…The spectacle of the great Napoleon’s nephew stepping into his uncle’s boots offered opportunities that Marx was not the man to miss. The note is stuck in the first sentence: “Hegel’s remarks somewhere that all facts and personages of great importance in world history occur, as it were, twice. He forgot to add: the first time as tragedy, the second as farce.” This tone, sometimes of polished irony, sometimes sheer vaudeville, is maintained throughout.
As an example of the first, take Marx’s dismissal of French liberal’s excuses for Napoleon III’s success: “It is not enough to say, as the French do, that their nation was taken unawares. A nation and a woman are not forgiven the unguarded hour in which the first adventurer that came along could violate them.”

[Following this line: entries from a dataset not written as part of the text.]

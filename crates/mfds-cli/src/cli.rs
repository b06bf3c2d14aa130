//! CLI argument definitions for the MFDS reconciler.

use std::path::PathBuf;

use clap::{Parser, Subcommand, ValueEnum};
use clap_verbosity_flag::{Verbosity, WarnLevel};
use colorchoice_clap::Color;

#[derive(Parser)]
#[command(
    name = "mfds-reconcile",
    version,
    about = "Reconcile drug product names against the MFDS approval registry",
    long_about = "Match free-text drug product names to MFDS registry records and report,\n\
                  per product, whether it is the original of its ingredient group and\n\
                  how many generics share that ingredient."
)]
pub struct Cli {
    #[command(subcommand)]
    pub command: Command,

    /// TOML configuration file (registry path, artifact tokens, name separator).
    #[arg(long = "config", value_name = "PATH", global = true)]
    pub config: Option<PathBuf>,

    /// Adjust log verbosity (-v for info, -vv for debug, -q for errors only).
    #[command(flatten)]
    pub verbosity: Verbosity<WarnLevel>,

    /// Control ANSI color output (auto, always, never).
    #[command(flatten)]
    pub color: Color,

    /// Explicit log level (overrides -v/-q flags).
    #[arg(long = "log-level", value_enum, global = true)]
    pub log_level: Option<LogLevelArg>,

    /// Log output format (pretty for human, json for machine parsing).
    #[arg(
        long = "log-format",
        value_enum,
        default_value = "pretty",
        global = true
    )]
    pub log_format: LogFormatArg,

    /// Write logs to a file instead of stderr.
    #[arg(long = "log-file", value_name = "PATH", global = true)]
    pub log_file: Option<PathBuf>,

    /// Prefix log lines with timestamps.
    #[arg(long = "log-timestamps", global = true)]
    pub log_timestamps: bool,
}

#[derive(Subcommand)]
pub enum Command {
    /// Reconcile an input product list against the registry.
    Run(RunArgs),

    /// List cleaned English keys that may need a confirmed translation.
    Keys(KeysArgs),

    /// Show ingredient group statistics for an ingredient search.
    Ingredient(IngredientArgs),
}

#[derive(Parser)]
pub struct RunArgs {
    /// Input CSV with a product column (제품명/product) and optional 순번.
    #[arg(value_name = "INPUT")]
    pub input: PathBuf,

    /// Registry CSV export (falls back to MFDS_REGISTRY, then the config file).
    #[arg(long = "registry", value_name = "CSV")]
    pub registry: Option<PathBuf>,

    /// Two-column CSV of confirmed English to Korean product names.
    #[arg(long = "translations", value_name = "CSV")]
    pub translations: Option<PathBuf>,

    /// Final table destination (default: stdout).
    #[arg(long = "output", short = 'o', value_name = "PATH")]
    pub output: Option<PathBuf>,

    /// Unmatched table destination.
    #[arg(long = "unmatched", value_name = "PATH")]
    pub unmatched: Option<PathBuf>,

    /// Output format for the written tables.
    #[arg(long = "format", value_enum, default_value = "csv")]
    pub format: OutputFormatArg,

    /// Exit with status 2 when any row is unmatched.
    #[arg(long = "fail-on-unmatched")]
    pub fail_on_unmatched: bool,

    /// Hide the progress bar.
    #[arg(long = "no-progress")]
    pub no_progress: bool,
}

#[derive(Parser)]
pub struct KeysArgs {
    /// Input CSV with a product column.
    #[arg(value_name = "INPUT")]
    pub input: PathBuf,
}

#[derive(Parser)]
pub struct IngredientArgs {
    /// Korean or English ingredient text to search for.
    #[arg(value_name = "QUERY")]
    pub query: String,

    /// Registry CSV export (falls back to MFDS_REGISTRY, then the config file).
    #[arg(long = "registry", value_name = "CSV")]
    pub registry: Option<PathBuf>,
}

#[derive(Clone, Copy, ValueEnum)]
pub enum OutputFormatArg {
    Csv,
    Json,
}

/// CLI log level choices.
#[derive(Clone, Copy, ValueEnum)]
pub enum LogLevelArg {
    Error,
    Warn,
    Info,
    Debug,
    Trace,
}

/// CLI log format choices.
#[derive(Clone, Copy, ValueEnum)]
pub enum LogFormatArg {
    Pretty,
    Compact,
    Json,
}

The essay on Louis Napoleon is not only the work of a profound and original historical and sociological intelligence; it is also the verve and impact of first class journalism. It was a talent Marx was to need in his exile, not merely as a political weapon but as a means of staying alive. One of the many ironies in Marx’s career is that he quarried his indictment of capitalism from the British government’s reports in the scholarly security of the British Museum Reading Room, but another is that in the 1850’s he saved himself and his family from destitution partly by becoming the respected London correspondent of the New York tribune. ( to be continued)…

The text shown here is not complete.